▸ **Exercise**
Using the data below, show every line where the word "reload" occurs.

▸ **Entries provided**
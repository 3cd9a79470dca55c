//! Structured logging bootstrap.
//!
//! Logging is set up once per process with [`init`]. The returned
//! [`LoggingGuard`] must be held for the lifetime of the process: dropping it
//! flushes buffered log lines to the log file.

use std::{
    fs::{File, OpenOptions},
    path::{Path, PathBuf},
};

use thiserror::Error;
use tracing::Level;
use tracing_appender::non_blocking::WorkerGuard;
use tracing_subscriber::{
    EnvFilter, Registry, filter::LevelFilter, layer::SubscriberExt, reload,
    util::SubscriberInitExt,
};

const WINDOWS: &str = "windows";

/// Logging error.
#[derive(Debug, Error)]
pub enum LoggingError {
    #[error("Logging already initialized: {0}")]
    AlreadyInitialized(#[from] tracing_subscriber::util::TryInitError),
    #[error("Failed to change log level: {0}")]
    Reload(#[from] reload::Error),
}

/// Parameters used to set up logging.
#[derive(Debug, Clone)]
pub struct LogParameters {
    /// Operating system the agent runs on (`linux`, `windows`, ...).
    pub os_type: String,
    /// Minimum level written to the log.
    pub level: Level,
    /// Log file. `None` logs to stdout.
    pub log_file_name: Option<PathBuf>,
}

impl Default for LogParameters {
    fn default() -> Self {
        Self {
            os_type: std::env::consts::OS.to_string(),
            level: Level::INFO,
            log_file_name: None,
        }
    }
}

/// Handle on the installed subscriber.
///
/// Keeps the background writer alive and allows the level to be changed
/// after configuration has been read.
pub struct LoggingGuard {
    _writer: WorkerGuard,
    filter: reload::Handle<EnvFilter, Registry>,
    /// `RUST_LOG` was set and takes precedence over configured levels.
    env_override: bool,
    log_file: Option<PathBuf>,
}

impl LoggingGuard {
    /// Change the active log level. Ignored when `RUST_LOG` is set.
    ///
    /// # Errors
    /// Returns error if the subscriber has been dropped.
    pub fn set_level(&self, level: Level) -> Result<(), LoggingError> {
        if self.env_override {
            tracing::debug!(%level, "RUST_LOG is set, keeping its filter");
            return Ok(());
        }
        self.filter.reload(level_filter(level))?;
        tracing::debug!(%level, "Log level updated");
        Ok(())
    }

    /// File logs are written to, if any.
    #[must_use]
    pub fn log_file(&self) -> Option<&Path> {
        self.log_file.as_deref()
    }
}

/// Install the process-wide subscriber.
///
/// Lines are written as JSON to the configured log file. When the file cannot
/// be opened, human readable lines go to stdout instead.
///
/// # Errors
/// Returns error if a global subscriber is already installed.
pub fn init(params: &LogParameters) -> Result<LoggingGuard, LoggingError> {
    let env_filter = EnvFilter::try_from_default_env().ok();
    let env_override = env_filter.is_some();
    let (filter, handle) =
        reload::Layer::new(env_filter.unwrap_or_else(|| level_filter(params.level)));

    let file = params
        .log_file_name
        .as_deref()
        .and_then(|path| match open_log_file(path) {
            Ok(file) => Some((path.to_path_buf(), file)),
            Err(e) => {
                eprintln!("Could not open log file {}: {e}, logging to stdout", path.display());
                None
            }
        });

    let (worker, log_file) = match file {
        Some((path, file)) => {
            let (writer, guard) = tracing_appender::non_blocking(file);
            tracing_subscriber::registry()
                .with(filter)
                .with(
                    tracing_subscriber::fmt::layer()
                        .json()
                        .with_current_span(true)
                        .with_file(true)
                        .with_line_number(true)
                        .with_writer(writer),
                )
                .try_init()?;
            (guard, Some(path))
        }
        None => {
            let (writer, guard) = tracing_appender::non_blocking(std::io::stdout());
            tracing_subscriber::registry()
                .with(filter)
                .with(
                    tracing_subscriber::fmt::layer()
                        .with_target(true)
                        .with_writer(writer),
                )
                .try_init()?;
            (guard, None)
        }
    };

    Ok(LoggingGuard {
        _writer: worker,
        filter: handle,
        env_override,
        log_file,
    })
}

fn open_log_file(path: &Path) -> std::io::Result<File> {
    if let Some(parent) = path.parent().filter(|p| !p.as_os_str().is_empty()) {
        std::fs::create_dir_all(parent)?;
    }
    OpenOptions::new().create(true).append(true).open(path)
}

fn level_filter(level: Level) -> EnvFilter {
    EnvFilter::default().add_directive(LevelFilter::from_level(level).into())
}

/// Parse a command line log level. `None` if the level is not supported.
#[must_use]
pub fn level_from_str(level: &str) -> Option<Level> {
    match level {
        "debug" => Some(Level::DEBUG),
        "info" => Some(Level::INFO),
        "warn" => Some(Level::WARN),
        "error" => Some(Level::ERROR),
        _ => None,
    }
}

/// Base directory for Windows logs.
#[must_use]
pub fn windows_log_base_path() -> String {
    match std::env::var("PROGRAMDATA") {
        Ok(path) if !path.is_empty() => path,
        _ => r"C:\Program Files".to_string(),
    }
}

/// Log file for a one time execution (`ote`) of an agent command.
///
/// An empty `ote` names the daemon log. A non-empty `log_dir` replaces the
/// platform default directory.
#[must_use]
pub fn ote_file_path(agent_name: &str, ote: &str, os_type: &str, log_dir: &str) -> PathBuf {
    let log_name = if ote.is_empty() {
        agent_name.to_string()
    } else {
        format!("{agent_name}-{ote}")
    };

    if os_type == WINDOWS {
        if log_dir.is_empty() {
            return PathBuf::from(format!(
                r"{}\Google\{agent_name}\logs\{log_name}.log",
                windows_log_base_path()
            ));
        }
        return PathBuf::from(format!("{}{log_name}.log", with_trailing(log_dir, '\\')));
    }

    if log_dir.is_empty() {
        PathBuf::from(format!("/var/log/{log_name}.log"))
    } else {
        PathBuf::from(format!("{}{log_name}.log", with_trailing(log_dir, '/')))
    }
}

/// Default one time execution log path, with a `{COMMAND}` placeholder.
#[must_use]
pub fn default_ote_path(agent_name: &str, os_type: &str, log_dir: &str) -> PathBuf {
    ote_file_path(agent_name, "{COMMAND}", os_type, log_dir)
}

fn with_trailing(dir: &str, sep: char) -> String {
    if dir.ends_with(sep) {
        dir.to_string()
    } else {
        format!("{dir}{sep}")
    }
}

--

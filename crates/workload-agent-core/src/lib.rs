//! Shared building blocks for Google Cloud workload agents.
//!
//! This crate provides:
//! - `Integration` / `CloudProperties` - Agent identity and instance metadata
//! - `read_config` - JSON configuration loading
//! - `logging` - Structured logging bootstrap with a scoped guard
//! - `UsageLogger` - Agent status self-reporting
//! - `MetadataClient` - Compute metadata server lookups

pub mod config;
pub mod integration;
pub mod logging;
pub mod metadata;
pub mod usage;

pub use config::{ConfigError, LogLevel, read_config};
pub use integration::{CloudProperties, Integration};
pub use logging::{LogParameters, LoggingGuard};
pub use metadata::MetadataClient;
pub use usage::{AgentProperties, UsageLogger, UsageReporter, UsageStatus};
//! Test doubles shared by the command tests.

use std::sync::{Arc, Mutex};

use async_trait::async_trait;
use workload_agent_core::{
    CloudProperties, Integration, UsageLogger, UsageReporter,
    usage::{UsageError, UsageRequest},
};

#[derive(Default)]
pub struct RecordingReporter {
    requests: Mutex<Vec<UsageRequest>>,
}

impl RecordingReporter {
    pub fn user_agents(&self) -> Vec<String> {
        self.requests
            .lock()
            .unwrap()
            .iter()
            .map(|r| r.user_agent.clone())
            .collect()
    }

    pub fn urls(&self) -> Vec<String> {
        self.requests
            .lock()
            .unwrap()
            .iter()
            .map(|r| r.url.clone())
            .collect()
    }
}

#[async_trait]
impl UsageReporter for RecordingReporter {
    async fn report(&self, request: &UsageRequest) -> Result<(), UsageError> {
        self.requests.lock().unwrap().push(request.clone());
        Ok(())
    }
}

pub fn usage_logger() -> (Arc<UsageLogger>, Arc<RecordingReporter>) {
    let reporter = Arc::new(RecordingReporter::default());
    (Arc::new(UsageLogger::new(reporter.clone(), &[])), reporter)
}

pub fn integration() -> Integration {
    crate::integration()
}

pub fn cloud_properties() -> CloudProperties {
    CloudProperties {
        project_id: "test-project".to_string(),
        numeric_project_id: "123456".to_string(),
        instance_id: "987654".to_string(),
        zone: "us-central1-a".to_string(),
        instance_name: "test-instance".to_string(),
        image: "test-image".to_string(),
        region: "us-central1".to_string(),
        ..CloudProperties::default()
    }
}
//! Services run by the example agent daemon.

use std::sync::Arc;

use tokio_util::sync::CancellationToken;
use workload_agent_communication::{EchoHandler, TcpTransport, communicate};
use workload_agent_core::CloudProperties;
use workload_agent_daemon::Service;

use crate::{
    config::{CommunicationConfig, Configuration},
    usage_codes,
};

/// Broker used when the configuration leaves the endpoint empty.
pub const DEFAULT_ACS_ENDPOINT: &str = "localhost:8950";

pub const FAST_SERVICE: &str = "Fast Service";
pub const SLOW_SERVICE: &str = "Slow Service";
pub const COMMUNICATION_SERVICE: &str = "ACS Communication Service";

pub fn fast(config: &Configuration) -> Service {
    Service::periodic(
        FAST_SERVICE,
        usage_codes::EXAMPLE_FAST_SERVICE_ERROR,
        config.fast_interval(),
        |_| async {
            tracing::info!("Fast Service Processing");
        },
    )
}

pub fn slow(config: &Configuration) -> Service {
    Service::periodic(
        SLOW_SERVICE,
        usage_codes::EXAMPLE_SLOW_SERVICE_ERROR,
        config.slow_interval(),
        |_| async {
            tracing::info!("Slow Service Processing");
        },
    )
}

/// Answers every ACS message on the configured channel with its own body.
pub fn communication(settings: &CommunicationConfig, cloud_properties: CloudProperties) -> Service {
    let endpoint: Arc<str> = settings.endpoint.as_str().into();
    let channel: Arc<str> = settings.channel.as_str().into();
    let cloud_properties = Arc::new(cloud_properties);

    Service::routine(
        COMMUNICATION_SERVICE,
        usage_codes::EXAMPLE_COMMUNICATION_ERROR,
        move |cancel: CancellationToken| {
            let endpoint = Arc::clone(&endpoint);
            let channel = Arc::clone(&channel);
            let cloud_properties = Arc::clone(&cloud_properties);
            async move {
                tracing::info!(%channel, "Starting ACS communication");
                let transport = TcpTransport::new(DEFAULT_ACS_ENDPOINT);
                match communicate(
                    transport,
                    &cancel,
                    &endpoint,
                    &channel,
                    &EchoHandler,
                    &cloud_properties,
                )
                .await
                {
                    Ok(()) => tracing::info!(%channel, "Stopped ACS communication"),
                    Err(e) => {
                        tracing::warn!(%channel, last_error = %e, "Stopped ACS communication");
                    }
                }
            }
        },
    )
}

▸ **Written answer**
    EnvFilter, Registry, filter::LevelFilter, layer::SubscriberExt, reload,
    Reload(#[from] reload::Error),
    filter: reload::Handle<EnvFilter, Registry>,
        self.filter.reload(level_filter(level))?;
        reload::Layer::new(env_filter.unwrap_or_else(|| level_filter(params.level)));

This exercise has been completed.